9.10.05

Postura


Estoy leyendo Ana Karenina. Entro en el libro cada tarde como quien se mete en la cama y se acurruca en la idea de que durante las próximas horas no va a suceder nada desagradable. Hay una escena, mediada la novela, en que Levin, un personaje que debió fascinar a Unamuno, hace un comentario sobre alguien al que apenas conoce, un tal Turovzin, un tipo que ríe las bromas más groseras y se le caen los espárragos de la boca. La prometida de Levin, Kitty, le prohíbe que piense eso, y le explica que Turovzin es un señor muy bueno. “No volveré a pensar mal de nadie”, termina diciendo Levin, que está con Kitty que se le cae la baba. Cuando Kitty se va, vuelven a Levin las dudas, los tormentos y los prejuicios, como si fuesen un defecto físico que se activa en soledad.
Muchas páginas después, caigo en la cuenta de que en esa escena minúscula está encerrada toda la técnica de Tolstoi para crear personajes. Oblonsky es un petimetre irresponsable que termina siendo el mejor amigo posible. Karenin es un tipo egoísta y engreído hasta que se vuelve un santo. Ana es una mujer aburrida que enferma de amor como se puede enfermar del hígado, y con ella pasamos de la admiración a la compasión a una velocidad que no nos permite sujetar el sentimiento. La queremos antes de juzgarla.
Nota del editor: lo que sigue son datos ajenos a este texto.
//! Authenticated Find API client core: bearer tokens cached behind a stampede-free refresh,
//! bounded Retry-After aware rate-limit retries, and one error taxonomy for every endpoint.

#![deny(clippy::all, missing_docs, unused_crate_dependencies)]

pub mod auth;
pub mod cache;
pub mod client;
pub mod context;
pub mod decode;
pub mod dispatch;
pub mod error;
pub mod obs;
pub mod transport;
#[cfg(all(any(test, feature = "test"), feature = "reqwest"))]
pub mod _preludet {
	//! Convenience re-exports and helpers for integration tests; enabled via `cfg(test)` or the
	//! `test` crate feature.

	pub use crate::_prelude::*;

	// self
	use crate::{auth::Credentials, client::Client, transport::ReqwestTransport};

	/// Builds a reqwest transport that accepts the self-signed certificates produced by
	/// `httpmock` during tests.
	pub fn test_reqwest_transport() -> ReqwestTransport {
		let client = ReqwestClient::builder()
			.danger_accept_invalid_certs(true)
			.danger_accept_invalid_hostnames(true)
			.build()
			.expect("Failed to build insecure Reqwest client for tests.");

		ReqwestTransport::with_client(client)
	}

	/// Constructs a [`Client`] pointed at `base_url` with the test transport.
	pub fn build_test_client(
		base_url: &str,
		username: &str,
		password: &str,
	) -> Client<ReqwestTransport> {
		Client::with_transport(Credentials::new(username, password), test_reqwest_transport())
			.base_url(base_url)
			.build()
			.expect("Test client should build.")
	}
}

mod _prelude {
	pub use std::{
		collections::BTreeMap,
		fmt::{Debug, Display, Formatter, Result as FmtResult},
		future::Future,
		pin::Pin,
		sync::Arc,
	};

	pub use async_lock::RwLock as AsyncRwLock;
	#[cfg(feature = "reqwest")]
	pub use reqwest::{Client as ReqwestClient, Error as ReqwestError};
	pub use serde::{Deserialize, Serialize};
	pub use thiserror::Error as ThisError;
	pub use time::{Duration, OffsetDateTime};
	pub use url::Url;

	pub use crate::error::{Error, Result};
}

pub use http;
#[cfg(feature = "reqwest")] pub use reqwest;
pub use tokio_util::sync::CancellationToken;
pub use url;
#[cfg(all(test, feature = "reqwest"))] use {color_eyre as _, httpmock as _};
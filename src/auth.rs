//! Credentials, bearer token models, and the credential exchange contract.

pub mod credentials;
pub mod exchange;
pub mod secret;
pub mod token;

pub use credentials::*;
pub use exchange::*;
pub use secret::*;
pub use token::*;
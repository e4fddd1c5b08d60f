use redis_record_adapter::{
    backend::{BackendError, MemoryBackend},
    commands::{CommandError, DispatchError},
    config::ConnectionConfig,
};

use crate::test_utils::{TestEnv, TestUtils};

#[tokio::test]
async fn test_set_and_get_round_trip() {
    let mut env = TestEnv::new();

    let values = vec!["mango", "", "line one\nline two\r\n", "ünïcödé", "  padded  "];

    for value in values {
        env.exec_command_success_response(
            TestUtils::set_command("grape", value),
            TestUtils::expected_ok(),
        )
        .await;

        env.exec_command_success_response(
            TestUtils::get_command("grape"),
            TestUtils::expected_bulk_string(value),
        )
        .await;
    }
}

#[tokio::test]
async fn test_get_missing_key() {
    let mut env = TestEnv::new();

    env.exec_command_success_response(
        TestUtils::get_command("missing"),
        TestUtils::expected_null(),
    )
    .await;
}

#[tokio::test]
async fn test_get_list_is_wrong_type() {
    let mut env = TestEnv::new();

    env.exec_command_success_response(
        TestUtils::rpush_command("fruits", &["mango"]),
        TestUtils::expected_integer(1),
    )
    .await;

    env.exec_command_error_response(TestUtils::get_command("fruits"), CommandError::WrongType)
        .await;
}

#[tokio::test]
async fn test_set_nx() {
    let mut env = TestEnv::new();

    env.exec_command_success_response(
        TestUtils::set_command_with_options("grape", "v1", &["NX"]),
        TestUtils::expected_ok(),
    )
    .await;

    env.exec_command_success_response(
        TestUtils::set_command_with_options("grape", "v2", &["nx"]),
        TestUtils::expected_null(),
    )
    .await;

    env.exec_command_success_response(
        TestUtils::get_command("grape"),
        TestUtils::expected_bulk_string("v1"),
    )
    .await;
}

#[tokio::test]
async fn test_set_xx() {
    let mut env = TestEnv::new();

    env.exec_command_success_response(
        TestUtils::set_command_with_options("missing", "v", &["XX"]),
        TestUtils::expected_null(),
    )
    .await;
    env.exec_command_success_response(
        TestUtils::exists_command(&["missing"]),
        TestUtils::expected_integer(0),
    )
    .await;

    env.exec_command_success_response(
        TestUtils::set_command("grape", "v1"),
        TestUtils::expected_ok(),
    )
    .await;
    env.exec_command_success_response(
        TestUtils::set_command_with_options("grape", "v2", &["XX"]),
        TestUtils::expected_ok(),
    )
    .await;
    env.exec_command_success_response(
        TestUtils::get_command("grape"),
        TestUtils::expected_bulk_string("v2"),
    )
    .await;
}

#[tokio::test]
async fn test_set_with_expiration_options() {
    tokio::time::pause();
    let mut env = TestEnv::new();

    env.exec_command_success_response(
        TestUtils::set_command_with_options("grape", "mango", &["PX", "2500", "NX"]),
        TestUtils::expected_ok(),
    )
    .await;
    env.exec_command_success_response(
        TestUtils::pttl_command("grape"),
        TestUtils::expected_integer(3000),
    )
    .await;

    env.exec_command_success_response(
        TestUtils::set_command_with_options("grape", "apple", &["EX", "60"]),
        TestUtils::expected_ok(),
    )
    .await;
    env.exec_command_success_response(
        TestUtils::ttl_command("grape"),
        TestUtils::expected_integer(60),
    )
    .await;

    // A plain SET drops the expiration
    env.exec_command_success_response(
        TestUtils::set_command("grape", "banana"),
        TestUtils::expected_ok(),
    )
    .await;
    env.exec_command_success_response(
        TestUtils::ttl_command("grape"),
        TestUtils::expected_integer(-1),
    )
    .await;
}
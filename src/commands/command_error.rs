use thiserror::Error;

use crate::{backend::BackendError, reply::Reply};

#[derive(Error, Debug, Clone, PartialEq)]
pub enum CommandError {
    #[error("unsupported command '{0}'")]
    UnsupportedCommand(String),
    #[error("wrong number of arguments for '{0}' command")]
    WrongNumberOfArguments(String),
    #[error("value is not an integer or out of range")]
    InvalidInteger,
    #[error("value is not a valid float")]
    InvalidFloat,
    #[error("syntax error")]
    SyntaxError,
    #[error("invalid expire time in '{0}' command")]
    InvalidExpireTime(String),
    #[error("offset is out of range")]
    OffsetOutOfRange,
    #[error("string exceeds maximum allowed size (proto-max-bulk-len)")]
    StringTooLong,
    #[error("increment or decrement would overflow")]
    Overflow,
    #[error("operation against a key holding the wrong kind of value")]
    WrongType,
    #[error("operation timed out")]
    Timeout,
    #[error("stored procedure {0} is not available")]
    MissingProcedure(String),
    #[error("backend error: {0}")]
    Backend(BackendError),
}

impl CommandError {
    pub fn wrong_arity(command: &str) -> Self {
        CommandError::WrongNumberOfArguments(command.to_lowercase())
    }

    pub fn as_string(&self) -> String {
        match self {
            CommandError::WrongType => Reply::Error(
                "WRONGTYPE Operation against a key holding the wrong kind of value".to_string(),
            )
            .encode_to_string(),
            CommandError::Backend(err) => err.as_string(),
            other => Reply::Error(format!("ERR {}", other)).encode_to_string(),
        }
    }
}
//! Redis command semantics over a record store.
//!
//! This crate lets a Redis client library talk to a namespace/set/bin record
//! store instead of a Redis server. It supports:
//!
//! - Key commands (EXISTS, DEL, EXPIRE, PEXPIRE, EXPIREAT, PEXPIREAT, PERSIST, TTL, PTTL)
//! - String commands (GET, SET, SETEX, PSETEX, SETNX, GETSET, APPEND, STRLEN,
//!   GETRANGE, SETRANGE, INCR, INCRBY, DECR, DECRBY, INCRBYFLOAT)
//! - Multi-key commands (MGET, MSET, MSETNX)
//! - List commands (LPUSH, RPUSH, LPUSHX, RPUSHX, LPOP, RPOP, RPOPLPUSH, LLEN,
//!   LSET, LINDEX, LINSERT, LRANGE, LREM, LTRIM)
//!
//! Every Redis key maps to one record and its value lives in a single bin.
//! Anything the store cannot do natively runs through the stored procedures
//! listed in [`backend::procedures`]. A [`CommandDispatcher`] exposes the
//! `write`/`read` pair the client library drives, over any [`Backend`]
//! implementation; [`MemoryBackend`] is an in-process one.

pub mod backend;
pub mod commands;
pub mod config;
pub mod error_translator;
pub mod key_mapper;
pub mod reply;
pub mod ttl;

pub use backend::{Backend, BackendError, MemoryBackend};
pub use commands::{CommandDispatcher, CommandError, DispatchError};
pub use config::ConnectionConfig;
pub use reply::Reply;
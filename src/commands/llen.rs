use crate::{
    backend::procedures,
    commands::{arguments::expect_arity, CommandContext, CommandError},
    reply::Reply,
};

/// Handles the Redis LLEN command. A missing key is an empty list.
pub async fn llen(ctx: &CommandContext, arguments: Vec<String>) -> Result<Reply, CommandError> {
    expect_arity("LLEN", &arguments, 1)?;

    let length = ctx
        .call_procedure(&arguments[0], procedures::LLEN, Vec::new())
        .await?;

    Ok(Reply::from(length))
}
No es que todos los personajes acaben siendo bellísimas personas, sino que, al presentárnoslos con caras tan distintas, y con la posibilidad de que unas se conviertan en otras, o al menos convivan, los comprendemos a todos, nos hacemos cargo de ellos, los compadecemos por tener que tomar las decisiones que toman, porque nosotros no lo habríamos hecho mejor y habríamos sufrido lo mismo.
Tolstoi los mira con distancia comprensiva, como nos gustaría mirar a los demás, y desde luego mirarnos a nosotros mismos. La verdad es que, de las setecientas páginas que llevo leídas, no recuerdo a ningún personaje que me parezca la encarnación del mal, aunque sí a muchos que encarnan defectos bastante comunes. A lo mejor Tolstoi se pasa de bueno, pero es que, cuando te metes en una novela como si te metieses en la cama, cuando sabes que en las próximas horas no vas a tomar decisiones ni tampoco a padecerlas, esa bondad tan convincente ayuda a coger la postura.